Special Requirements for Mental Health Declarations
Mental health care declarations must include specific statutory language and have additional witness requirements beyond those for general healthcare directives. The document must be signed by the declarant and two witnesses, with at least one witness being a mental health professional who can attest to the declarant’s capacity at the time of signing.
These declarations can specify preferences for psychiatric medications, hospitalization, electroconvulsive therapy, and other mental health treatments. They can also designate someone to make mental health care decisions when the declarant lacks capacity due to their mental health condition.
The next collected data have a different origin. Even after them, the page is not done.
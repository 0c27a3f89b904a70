//! Repository traits (ports) - define the interface for data access
//!
//! The domain layer defines what it needs, and the infrastructure layer
//! provides the implementation. Operations that must keep the ledger, the
//! denormalized counters, and the notification inbox consistent are exposed
//! as single methods so the implementation can run them in one transaction.

use async_trait::async_trait;
use chrono::{DateTime, Utc};

use crate::entities::{Comment, Notification, ReactionKind, User, Video};
use crate::error::DomainError;
use crate::value_objects::Snowflake;

/// Result type for repository operations
pub type RepoResult<T> = Result<T, DomainError>;

// ============================================================================
// User Repository
// ============================================================================

#[async_trait]
pub trait UserRepository: Send + Sync {
    /// Find user by ID
    async fn find_by_id(&self, id: Snowflake) -> RepoResult<Option<User>>;

    /// Find user by username (case-insensitive)
    async fn find_by_username(&self, username: &str) -> RepoResult<Option<User>>;

    /// Check if username is already taken
    async fn username_exists(&self, username: &str) -> RepoResult<bool>;

    /// Fetch several users at once, for author hydration
    async fn find_many(&self, ids: &[Snowflake]) -> RepoResult<Vec<User>>;

    /// Create a new user
    async fn create(&self, user: &User, password_hash: &str) -> RepoResult<()>;

    /// Update profile fields of an existing user
    async fn update(&self, user: &User) -> RepoResult<()>;

    /// Get password hash for authentication
    async fn get_password_hash(&self, id: Snowflake) -> RepoResult<Option<String>>;

    /// Update password hash
    async fn update_password(&self, id: Snowflake, password_hash: &str) -> RepoResult<()>;
}

// ============================================================================
// Video Repository
// ============================================================================

/// Browse ordering
#[derive(Debug, Clone, Copy, PartialEq, Eq, Default)]
pub enum VideoSort {
    /// Newest first
    #[default]
    Latest,
    /// Most viewed first
    Popular,
    /// Highest `views * 2 + likes_count` first
    Trending,
}

/// Filter and ordering options for video listings
#[derive(Debug, Clone, Default)]
pub struct VideoQuery {
    pub sort: VideoSort,
    /// When set, only videos with a matching shorts flag
    pub shorts: Option<bool>,
    /// Case-insensitive substring match over title, description, and tags
    pub search: Option<String>,
    /// Restrict to one uploader's videos
    pub channel_id: Option<Snowflake>,
    pub limit: i64,
}

/// Public stats for a channel page
#[derive(Debug, Clone, Copy, Default)]
pub struct ChannelStats {
    pub subscribers: i64,
    pub videos: i64,
    pub total_views: i64,
}

/// Aggregates across everything a creator uploaded
#[derive(Debug, Clone, Copy, Default)]
pub struct CreatorStats {
    pub total_videos: i64,
    pub total_views: i64,
    pub total_likes: i64,
    pub subscribers: i64,
}

#[async_trait]
pub trait VideoRepository: Send + Sync {
    /// Find video by ID
    async fn find_by_id(&self, id: Snowflake) -> RepoResult<Option<Video>>;

    /// Create a new video with zeroed counters
    async fn create(&self, video: &Video) -> RepoResult<()>;

    /// List videos by the given filter and ordering
    async fn list(&self, query: VideoQuery) -> RepoResult<Vec<Video>>;

    /// Record one view and return the new view count.
    ///
    /// When a viewer is known, their watch history entry for this video is
    /// inserted or its timestamp refreshed, in the same transaction as the
    /// counter bump. Every call counts, including repeats by the same viewer.
    async fn record_view(&self, video_id: Snowflake, viewer: Option<Snowflake>) -> RepoResult<i64>;

    /// Personalized feed: uploads from subscribed channels plus anything
    /// that crossed the popularity threshold, newest first
    async fn feed(&self, user_id: Snowflake, limit: i64) -> RepoResult<Vec<Video>>;

    /// Watch history, most recently watched first
    async fn history(&self, user_id: Snowflake, limit: i64) -> RepoResult<Vec<Video>>;

    /// Watch-later list, most recently saved first
    async fn watch_later(&self, user_id: Snowflake, limit: i64) -> RepoResult<Vec<Video>>;

    /// Toggle a video on the user's watch-later list; returns whether it is
    /// saved after the call
    async fn toggle_watch_later(&self, user_id: Snowflake, video_id: Snowflake)
        -> RepoResult<bool>;

    /// Increment the share counter and return the new value
    async fn add_share(&self, video_id: Snowflake) -> RepoResult<i64>;

    /// Delete a video owned by `owner_id`, cascading its engagement rows.
    /// Fails with `NotVideoOwner` when the caller does not own it.
    async fn delete_owned(&self, video_id: Snowflake, owner_id: Snowflake) -> RepoResult<()>;

    /// Public stats for a channel page
    async fn channel_stats(&self, channel_id: Snowflake) -> RepoResult<ChannelStats>;

    /// Aggregates for the creator dashboard
    async fn creator_stats(&self, user_id: Snowflake) -> RepoResult<CreatorStats>;
}

// ============================================================================
// Reaction Repository
// ============================================================================

/// Counters and viewer state after a reaction write
#[derive(Debug, Clone, Copy, PartialEq, Eq)]
pub struct ReactionSnapshot {
    /// The caller's reaction after the write
    pub state: Option<ReactionKind>,
    pub likes: i64,
    pub dislikes: i64,
}

#[async_trait]
pub trait ReactionRepository: Send + Sync {
    /// The user's current reaction to a video, if any
    async fn find(&self, user_id: Snowflake, video_id: Snowflake)
        -> RepoResult<Option<ReactionKind>>;

    /// The user's reactions across a batch of videos. Videos without a
    /// reaction are absent from the result.
    async fn find_many(
        &self,
        user_id: Snowflake,
        video_ids: &[Snowflake],
    ) -> RepoResult<Vec<(Snowflake, ReactionKind)>>;

    /// Apply a desired reaction state atomically.
    ///
    /// The ledger row and both counters change in one transaction; concurrent
    /// calls for the same video serialize on its row lock.
    /// Resubmitting the current kind toggles it off.
    async fn set(
        &self,
        user_id: Snowflake,
        video_id: Snowflake,
        desired: Option<ReactionKind>,
    ) -> RepoResult<ReactionSnapshot>;
}

// ============================================================================
// Comment Repository
// ============================================================================

/// A top-level comment with its replies, oldest reply first
#[derive(Debug, Clone)]
pub struct CommentThread {
    pub comment: Comment,
    /// Whether the requesting viewer has liked this comment
    pub viewer_liked: bool,
    /// Direct replies; always empty on the reply entries themselves
    pub replies: Vec<CommentThread>,
}

/// Comment like state after a toggle
#[derive(Debug, Clone, Copy, PartialEq, Eq)]
pub struct LikeSnapshot {
    pub liked: bool,
    pub likes: i64,
}

#[async_trait]
pub trait CommentRepository: Send + Sync {
    /// Find comment by ID
    async fn find_by_id(&self, id: Snowflake) -> RepoResult<Option<Comment>>;

    /// Insert a comment.
    ///
    /// Top-level comments bump the video's comment counter and notify the
    /// video owner in the same transaction, unless they wrote the comment
    /// themselves. Replies do neither.
    async fn post(&self, comment: &Comment) -> RepoResult<()>;

    /// Top-level comments for a video with their oldest replies attached,
    /// pinned first, then most liked, then newest
    async fn list_top_level(
        &self,
        video_id: Snowflake,
        viewer: Option<Snowflake>,
        limit: i64,
    ) -> RepoResult<Vec<CommentThread>>;

    /// Toggle the caller's like on a comment
    async fn toggle_like(&self, user_id: Snowflake, comment_id: Snowflake)
        -> RepoResult<LikeSnapshot>;

    /// Toggle the pinned flag; pinning unpins any other comment on the same
    /// video. Returns the new pinned state.
    async fn toggle_pin(&self, comment_id: Snowflake) -> RepoResult<bool>;

    /// Delete a comment and its replies, adjusting the video's comment
    /// counter for the top-level rows removed
    async fn delete(&self, comment_id: Snowflake) -> RepoResult<()>;
}

// ============================================================================
// Subscription Repository
// ============================================================================

#[async_trait]
pub trait SubscriptionRepository: Send + Sync {
    /// Toggle the caller's subscription to a channel; returns whether they
    /// are subscribed after the call. Subscribing notifies the channel owner
    /// in the same transaction.
    async fn toggle(&self, subscriber_id: Snowflake, channel_id: Snowflake) -> RepoResult<bool>;

    /// Whether the user is subscribed to the channel
    async fn is_subscribed(&self, subscriber_id: Snowflake, channel_id: Snowflake)
        -> RepoResult<bool>;

    /// Subscriber count for a channel
    async fn count_for_channel(&self, channel_id: Snowflake) -> RepoResult<i64>;

    /// Channels the user subscribes to, most recent first
    async fn list_channels(&self, subscriber_id: Snowflake) -> RepoResult<Vec<User>>;
}

// ============================================================================
// Notification Repository
// ============================================================================

/// A notification joined with display data about its origin
#[derive(Debug, Clone)]
pub struct NotificationView {
    pub notification: Notification,
    pub origin_username: String,
    pub origin_avatar: Option<String>,
    /// Title of the related video, when one exists
    pub video_title: Option<String>,
}

#[async_trait]
pub trait NotificationRepository: Send + Sync {
    /// List the newest notifications for a user and mark every returned row
    /// read, in one transaction. Reading the inbox empties the unread badge.
    async fn list_and_mark_read(
        &self,
        recipient_id: Snowflake,
        limit: i64,
    ) -> RepoResult<Vec<NotificationView>>;

    /// Unread notification count
    async fn unread_count(&self, recipient_id: Snowflake) -> RepoResult<i64>;
}

// ============================================================================
// Report Repository
// ============================================================================

/// A user-submitted content report
#[derive(Debug, Clone)]
pub struct Report {
    pub id: Snowflake,
    pub reporter_id: Snowflake,
    pub video_id: Snowflake,
    pub reason: String,
    pub details: Option<String>,
    pub created_at: DateTime<Utc>,
}

#[async_trait]
pub trait ReportRepository: Send + Sync {
    /// File a report against a video
    async fn create(&self, report: &Report) -> RepoResult<()>;
}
HIPAA Authorization and Medical Privacy
Healthcare directives should include comprehensive HIPAA authorization allowing your healthcare agent and other designated individuals to receive your medical information. Without proper HIPAA authorization, healthcare providers may not be able to share information necessary for making informed medical decisions on your behalf.
Comprehensive Privacy Releases
HIPAA authorization should cover all types of medical information including general medical records, mental health information, substance abuse treatment records, and HIV/AIDS related information. The authorization should also cover all potential healthcare providers including hospitals, physicians, specialists, mental health professionals, and long-term care facilities.
The authorization can specify who is allowed to receive medical information, what types of information can be shared, and the purposes for which information can be used. This flexibility allows you to tailor privacy releases to your specific preferences and family circumstances.
End-of-Life Care Preferences
Healthcare directives should address your preferences for end-of-life care, including pain management, hospice care, location of care, and spiritual support. These preferences help ensure that your final days reflect your values and provide comfort to both you and your family.
Hospice and Palliative Care
Many Louisiana families include preferences about hospice and palliative care in their healthcare directives. These services focus on comfort and quality of life rather than curative treatment, and they can be provided in various settings including your home, hospice facilities, or hospitals.
Expressing your preferences about hospice care helps your healthcare agent make appropriate decisions about transitioning from curative to comfort care when your condition warrants this change. It also helps family members understand your values about end-of-life care.
Organ and Tissue Donation
Healthcare directives can include instructions about organ and tissue donation, including specific preferences about which organs or tissues you are willing to donate and any limitations based on religious or personal beliefs. Louisiana families should coordinate organ donation preferences with their healthcare directives to ensure consistency.
Updating and Revoking Healthcare Directives
Healthcare directives should be reviewed regularly and updated when your preferences change, your health status changes significantly, your healthcare agent becomes unavailable or unwilling to serve, or Louisiana law changes in ways that affect healthcare directives.
When to Update Your Documents
Major life events often trigger the need to update healthcare directives. These include diagnosis of serious medical conditions, changes in family circumstances, religious or philosophical changes that affect healthcare preferences, and experiences with family members’ medical care that influence your own preferences.
Healthcare directives can be revoked at any time while you have capacity, either by executing new documents or by clearly communicating your intent to revoke to healthcare providers. It is important to ensure that all copies of revoked documents are destroyed and that relevant healthcare providers and family members are notified of changes.